▸ Task to carry out: Write the entries out in full, matching them exactly.

Top of Working data

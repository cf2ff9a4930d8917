//! Shared fixtures for unit tests.

use crate::collection::{ModuleCollection, TemplateRegistry};
use crate::config::Config;
use crate::engine::LocalEngine;
use crate::error::Failure;
use crate::event_loop::EventLoop;
use crate::host::Host;
use crate::late::Late;
use std::cell::RefCell;
use std::rc::Rc;

pub const TEST_COLLECTION: &str = r#"{
    "version": 1,
    "id": "test",
    "name": "Test modules",
    "modules": [
        { "id": "osc", "name": "Oscillator", "inlets": ["fm"], "outlets": ["out"],
          "params": [
            { "id": "freq", "min": 20.0, "max": 2000.0, "default": 440.0 },
            { "id": "amp", "min": 0.0, "max": 1.0, "default": 0.5 }
          ] },
        { "id": "filter", "name": "Filter", "inlets": ["in"], "outlets": ["out"],
          "params": [
            { "id": "cutoff", "min": 0.0, "max": 10000.0, "default": 1000.0 },
            { "id": "q", "min": 0.0, "max": 1.0 }
          ] },
        { "id": "out", "name": "Output", "inlets": ["in"] },
        { "id": "group", "name": "Group", "inlets": ["in"], "outlets": ["out"], "subpatch": true },
        { "id": "fancy", "name": "Fancy", "outlets": ["out"], "gui": "hologram" }
    ]
}"#;

pub fn host() -> (Rc<Host>, Rc<LocalEngine>) {
    let events = EventLoop::new();
    let engine = Rc::new(LocalEngine::new(events.clone()));
    let mut registry = TemplateRegistry::new();
    registry
        .install(ModuleCollection::from_json(TEST_COLLECTION).unwrap())
        .unwrap();
    let host = Host::new(Config::default(), registry, engine.clone(), events);
    (host, engine)
}

/// Drive the event loop until the value completes
pub fn wait<T: 'static>(host: &Host, late: Late<T>) -> Result<T, Failure> {
    let slot = Rc::new(RefCell::new(None));
    let sink = Rc::clone(&slot);
    late.on_complete(move |r| *sink.borrow_mut() = Some(r));
    host.events().run_until_idle();
    let result = slot.borrow_mut().take();
    result.unwrap_or(Err(Failure::Abandoned))
}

Bottom of Working data

▸ Response:
repository cf2ff9a4930d8917
//! Shared fixtures for unit tests.

use crate::collection::{ModuleCollection, TemplateRegistry};
use crate::config::Config;
use crate::engine::LocalEngine;
use crate::error::Failure;
use crate::event_loop::EventLoop;
use crate::host::Host;
use crate::late::Late;
use std::cell::RefCell;
use std::rc::Rc;

pub const TEST_COLLECTION: &str = r#"{
    "version": 1,
    "id": "test",
    "name": "Test modules",
    "modules": [
        { "id": "osc", "name": "Oscillator", "inlets": ["fm"], "outlets": ["out"],
          "params": [
            { "id": "freq", "min": 20.0, "max": 2000.0, "default": 440.0 },
            { "id": "amp", "min": 0.0, "max": 1.0, "default": 0.5 }
          ] },
        { "id": "filter", "name": "Filter", "inlets": ["in"], "outlets": ["out"],
          "params": [
            { "id": "cutoff", "min": 0.0, "max": 10000.0, "default": 1000.0 },
            { "id": "q", "min": 0.0, "max": 1.0 }
          ] },
        { "id": "out", "name": "Output", "inlets": ["in"] },
        { "id": "group", "name": "Group", "inlets": ["in"], "outlets": ["out"], "subpatch": true },
        { "id": "fancy", "name": "Fancy", "outlets": ["out"], "gui": "hologram" }
    ]
}"#;

pub fn host() -> (Rc<Host>, Rc<LocalEngine>) {
    let events = EventLoop::new();
    let engine = Rc::new(LocalEngine::new(events.clone()));
    let mut registry = TemplateRegistry::new();
    registry
        .install(ModuleCollection::from_json(TEST_COLLECTION).unwrap())
        .unwrap();
    let host = Host::new(Config::default(), registry, engine.clone(), events);
    (host, engine)
}

/// Drive the event loop until the value completes
pub fn wait<T: 'static>(host: &Host, late: Late<T>) -> Result<T, Failure> {
    let slot = Rc::new(RefCell::new(None));
    let sink = Rc::clone(&slot);
    late.on_complete(move |r| *sink.borrow_mut() = Some(r));
    host.events().run_until_idle();
    let result = slot.borrow_mut().take();
    result.unwrap_or(Err(Failure::Abandoned))
}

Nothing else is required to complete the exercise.